Friday, 7 October 2016

September Highlights!


Weather:  The month again started changeable, but was much warmer. It gave us the hottest day of the year and the hottest September for a hundred years. However, this was tempered by some heavy thunderstorms in the middle of the month.

Places Visited: Amwell; Fingringhoe Wick; Rye Meads.

Star Sightings of the Month:
Bird: Grey Plover
Butterfly: Comma
Dragonfly: Willow Emerald
Invertebrate: Devil's Coach Horse


Unfortunately, Natural Selection doesn't work on humans anymore.’

Sadly this was a short month, due to an enforced two-week stint of Jury Service. Consequently, I made very few visits and only then to Amwell and Rye Meads. However, towards the end of the month I was given a chance to pay a first visit to Fingringhoe Wick.


An added insult to injury was the fact that we had an Indian Summer this month, as well. It was one of the hottest September months, incorporating the hottest day of the year. While I was stuck inside a Court House. Argh!

There weren’t too many unusual things to see on the few days I did go out. I even missed the final Kingfisher fledging by 24 hours. Although the Kingfishers did put on a very good display on the day I visited.


That, of course, was at Rye Meads. There were several waders on show that day, with Green Sandpiper, Common Sandpiper and Common Snipe to be seen. There was similar fare at Amwell, the following day. Although bird species totals were low this month. Such as it was.

September may have set new weather records, but autumn is definitely on the way. Trees were starting to change colour, winter waterfowl were arriving, while the summer birds were departing. Migration had begun.

The invertebrate sighting of the month was a magnificent Devil’s Coach Horse beetle, found at the entrance to the boardwalk, in the Dragonfly Trail. However, other than that the month brought few exciting sightings. Roesel’s Bush Cricket, Dark Bush Cricket, Dock and Green Shield Bug, Mint Leaf Beetle and Wasp Beetle were all that got the juices flowing.

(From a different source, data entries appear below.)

//! Score Composition
//!
//! Folds the per-dimension totals into a single integer impact score
//! via fixed linear weights. Weights are overridable from config the
//! same way the impact tables are.

use serde::{Deserialize, Serialize};

use crate::consumption::{aggregate, ConsumptionVector};
use crate::tables::{EconomicTables, EnvironmentalTables};

/// Environmental dimension totals for a consumption vector.
#[derive(Debug, Clone, Copy, Default, PartialEq, Serialize, Deserialize)]
pub struct EnvironmentalTotals {
    /// Gallons of water.
    pub water: f64,
    /// Kilograms of CO2.
    pub carbon: f64,
    /// Square feet of land.
    pub land: f64,
    /// Pounds of grain.
    pub grain: f64,
}

impl EnvironmentalTotals {
    /// Aggregates all four environmental dimensions.
    pub fn compute(consumption: &ConsumptionVector, tables: &EnvironmentalTables) -> Self {
        Self {
            water: aggregate(consumption, &tables.water).total,
            carbon: aggregate(consumption, &tables.carbon).total,
            land: aggregate(consumption, &tables.land).total,
            grain: aggregate(consumption, &tables.grain).total,
        }
    }
}

/// Economic dimension totals for a consumption vector.
#[derive(Debug, Clone, Copy, Default, PartialEq, Serialize, Deserialize)]
pub struct EconomicTotals {
    /// Household cost savings, USD.
    pub savings: f64,
    /// Jobs created, x0.001.
    pub jobs: f64,
    /// Market growth contribution, USD.
    pub market: f64,
    /// Healthcare savings, USD.
    pub healthcare: f64,
}

impl EconomicTotals {
    /// Aggregates all four economic dimensions.
    pub fn compute(consumption: &ConsumptionVector, tables: &EconomicTables) -> Self {
        Self {
            savings: aggregate(consumption, &tables.savings).total,
            jobs: aggregate(consumption, &tables.jobs).total,
            market: aggregate(consumption, &tables.market).total,
            healthcare: aggregate(consumption, &tables.healthcare).total,
        }
    }
}

/// Per-dimension point weights for the environmental score.
#[derive(Debug, Clone, Copy, PartialEq, Serialize, Deserialize)]
#[serde(default)]
pub struct EnvironmentalWeights {
    pub water: f64,
    pub carbon: f64,
    pub land: f64,
    pub grain: f64,
}

impl Default for EnvironmentalWeights {
    fn default() -> Self {
        Self {
            water: 0.1,
            carbon: 10.0,
            land: 0.5,
            grain: 5.0,
        }
    }
}

/// Per-dimension point weights for the economic score.
#[derive(Debug, Clone, Copy, PartialEq, Serialize, Deserialize)]
#[serde(default)]
pub struct EconomicWeights {
    pub savings: f64,
    pub jobs: f64,
    pub market: f64,
    pub healthcare: f64,
}

impl Default for EconomicWeights {
    fn default() -> Self {
        Self {
            savings: 2.0,
            jobs: 500.0,
            market: 1.5,
            healthcare: 1.8,
        }
    }
}

/// Combined score weights.
#[derive(Debug, Clone, Copy, Default, PartialEq, Serialize, Deserialize)]
#[serde(default)]
pub struct ScoreWeights {
    pub environmental: EnvironmentalWeights,
    pub economic: EconomicWeights,
}

/// Weighted environmental score, rounded to the nearest integer.
///
/// Negative totals are folded in as-is; the function never panics.
pub fn environmental_score(totals: &EnvironmentalTotals, weights: &EnvironmentalWeights) -> i64 {
    let raw = totals.water * weights.water
        + totals.carbon * weights.carbon
        + totals.land * weights.land
        + totals.grain * weights.grain;
    raw.round() as i64
}

/// Weighted economic score, rounded to the nearest integer.
pub fn economic_score(totals: &EconomicTotals, weights: &EconomicWeights) -> i64 {
    let raw = totals.savings * weights.savings
        + totals.jobs * weights.jobs
        + totals.market * weights.market
        + totals.healthcare * weights.healthcare;
    raw.round() as i64
}

/// Displayed impact score: environmental plus economic.
pub fn total_impact_score(
    environmental: &EnvironmentalTotals,
    economic: &EconomicTotals,
    weights: &ScoreWeights,
) -> i64 {
    environmental_score(environmental, &weights.environmental)
        + economic_score(economic, &weights.economic)
}

#[cfg(test)]
mod tests {
    use super::*;
    use crate::food::FoodCategory;

    #[test]
    fn test_zero_consumption_scores_zero() {
        let consumption = ConsumptionVector::new();
        let env = EnvironmentalTotals::compute(&consumption, &EnvironmentalTables::default());
        let eco = EconomicTotals::compute(&consumption, &EconomicTables::default());
        let weights = ScoreWeights::default();
        assert_eq!(total_impact_score(&env, &eco, &weights), 0);
    }

    #[test]
    fn test_two_beef_meals_environmental_score() {
        // water 1320, carbon 54, land 193.8, grain 26
        let consumption = ConsumptionVector::from_entries(&[(FoodCategory::Beef, 2)]);
        let env = EnvironmentalTotals::compute(&consumption, &EnvironmentalTables::default());
        assert_eq!(env.water, 1320.0);

        // Water alone contributes round(1320 * 0.1) = 132
        let water_only = EnvironmentalTotals {
            water: env.water,
            ..Default::default()
        };
        assert_eq!(
            environmental_score(&water_only, &EnvironmentalWeights::default()),
            132
        );
    }

    #[test]
    fn test_score_rounds_to_nearest() {
        let totals = EnvironmentalTotals {
            water: 5.0, // 0.5 points
            ..Default::default()
        };
        let score = environmental_score(&totals, &EnvironmentalWeights::default());
        assert_eq!(score, 1);
    }

    #[test]
    fn test_negative_totals_accepted() {
        let totals = EconomicTotals {
            savings: -10.0,
            ..Default::default()
        };
        assert_eq!(economic_score(&totals, &EconomicWeights::default()), -20);
    }

    #[test]
    fn test_score_monotone_in_consumption() {
        let weights = ScoreWeights::default();
        let env_tables = EnvironmentalTables::default();
        let eco_tables = EconomicTables::default();

        let mut previous = i64::MIN;
        for meals in 0..=10 {
            let consumption = ConsumptionVector::from_entries(&[(FoodCategory::Cheese, meals)]);
            let env = EnvironmentalTotals::compute(&consumption, &env_tables);
            let eco = EconomicTotals::compute(&consumption, &eco_tables);
            let score = total_impact_score(&env, &eco, &weights);
            assert!(score >= previous);
            previous = score;
        }
    }

    #[test]
    fn test_economic_points_formula() {
        // 1 beef substitution: 5.2*2 + 2.1*500 + 8.5*1.5 + 6.8*1.8 = 1085.39
        let consumption = ConsumptionVector::from_entries(&[(FoodCategory::Beef, 1)]);
        let eco = EconomicTotals::compute(&consumption, &EconomicTables::default());
        assert_eq!(economic_score(&eco, &EconomicWeights::default()), 1085);
    }
}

Only 5 species of butterfly were seen all month, while on the Odonata front all the common species were seen, for this time of year, including several Willow Emeralds at Amwell. This summer I had managed to see them at four different Reserves in Hertfordshire. It was good to see them doing really well. However, I only saw the common Emerald damselfly at one Reserve – Hertford Heath. Maybe the Willow has bullied them out of the area.


The trip of the month was a visit to Fingringhoe Wick. The Reserve is Essex Wildlife Trust's first nature reserve and visitor centre. It’s set in a spectacular position overlooking the Colne Estuary. A wide range of habitats includes grassland, heathland and ponds. Advert over.

A lovely, comfortable, new Hide had only recently been created, which jutted out and overlooked the estuary. The idea being a ‘wait and see’ for all the waders that the tide should push our way. In the event, it was a ‘wait and hope’, which then turned into a ‘wait and sigh’ as hope faded.

Frustratingly, most of the birds stayed distant, but eventually a few birds did venture in close. There were certainly a fair few species out there. Avocet, Oystercatcher, Little Ringed Plover, Lapwing, Golden Plover, Grey Plover, Dunlin, Little Stint, Knot, Curlew, Black-tailed Godwit, Greenshank and Redshank all appeared.


I was delighted to find a few Willow Emeralds on the Reserve, too. A Southern Hawker also appeared, amongst lots of Migrant Hawkers and several Darters. Even a Common Seal appeared, a bright rustic colour in the distance.


So, all in all, a disappointingly short month. Hopefully, things will pick up next month.

I may not be there yet, but I'm closer than I was yesterday.’